**What to do**
Would you please return the lines of the entries below starting at the line that has "code (overrides config)" and ending at the line that has "Run both stages", both included, exactly as they are?

**Exercise data**
»»
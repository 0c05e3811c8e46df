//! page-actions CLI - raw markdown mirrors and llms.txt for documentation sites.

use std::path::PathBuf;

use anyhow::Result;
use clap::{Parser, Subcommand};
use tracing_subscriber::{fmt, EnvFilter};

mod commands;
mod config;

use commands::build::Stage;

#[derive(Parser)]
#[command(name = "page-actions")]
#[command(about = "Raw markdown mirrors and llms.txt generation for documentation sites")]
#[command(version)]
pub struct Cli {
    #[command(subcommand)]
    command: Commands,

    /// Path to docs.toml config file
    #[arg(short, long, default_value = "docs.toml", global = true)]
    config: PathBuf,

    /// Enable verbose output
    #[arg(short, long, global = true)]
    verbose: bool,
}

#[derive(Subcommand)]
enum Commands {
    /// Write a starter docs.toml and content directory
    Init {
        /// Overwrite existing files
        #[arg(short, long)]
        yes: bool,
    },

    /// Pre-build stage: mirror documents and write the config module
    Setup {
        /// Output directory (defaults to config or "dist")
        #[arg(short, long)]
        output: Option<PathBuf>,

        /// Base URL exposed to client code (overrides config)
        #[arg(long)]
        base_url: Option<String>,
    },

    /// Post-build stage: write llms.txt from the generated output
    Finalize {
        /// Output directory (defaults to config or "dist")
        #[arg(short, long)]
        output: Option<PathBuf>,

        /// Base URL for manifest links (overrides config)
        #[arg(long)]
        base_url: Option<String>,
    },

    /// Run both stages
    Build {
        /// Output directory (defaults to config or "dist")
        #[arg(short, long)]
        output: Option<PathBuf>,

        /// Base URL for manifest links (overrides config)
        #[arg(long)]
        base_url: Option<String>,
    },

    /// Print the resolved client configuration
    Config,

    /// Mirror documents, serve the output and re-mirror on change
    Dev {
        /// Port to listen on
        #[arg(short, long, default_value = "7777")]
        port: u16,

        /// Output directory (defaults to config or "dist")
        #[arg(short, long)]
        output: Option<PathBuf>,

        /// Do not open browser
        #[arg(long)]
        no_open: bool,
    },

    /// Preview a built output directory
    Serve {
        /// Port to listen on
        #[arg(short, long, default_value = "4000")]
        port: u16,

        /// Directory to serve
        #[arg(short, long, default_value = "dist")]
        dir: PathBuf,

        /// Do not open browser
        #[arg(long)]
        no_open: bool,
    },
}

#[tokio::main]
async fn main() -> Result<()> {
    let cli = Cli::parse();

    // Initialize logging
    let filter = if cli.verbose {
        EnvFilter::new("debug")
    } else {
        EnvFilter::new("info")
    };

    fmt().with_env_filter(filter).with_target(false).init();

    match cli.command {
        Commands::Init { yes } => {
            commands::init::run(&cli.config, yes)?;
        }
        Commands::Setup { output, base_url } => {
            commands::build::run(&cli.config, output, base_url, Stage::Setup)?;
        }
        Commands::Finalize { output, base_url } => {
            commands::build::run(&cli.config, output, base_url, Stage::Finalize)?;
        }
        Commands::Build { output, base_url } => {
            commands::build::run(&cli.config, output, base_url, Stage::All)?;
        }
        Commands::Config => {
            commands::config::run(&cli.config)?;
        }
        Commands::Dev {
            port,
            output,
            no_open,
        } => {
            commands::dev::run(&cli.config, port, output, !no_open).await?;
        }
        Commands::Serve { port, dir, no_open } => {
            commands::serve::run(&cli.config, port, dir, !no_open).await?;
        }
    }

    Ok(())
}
««
**Result**
        /// Base URL exposed to client code (overrides config)
        #[arg(long)]
        base_url: Option<String>,
    },

    /// Post-build stage: write llms.txt from the generated output
    Finalize {
        /// Output directory (defaults to config or "dist")
        #[arg(short, long)]
        output: Option<PathBuf>,

        /// Base URL for manifest links (overrides config)
        #[arg(long)]
        base_url: Option<String>,
    },

    /// Run both stages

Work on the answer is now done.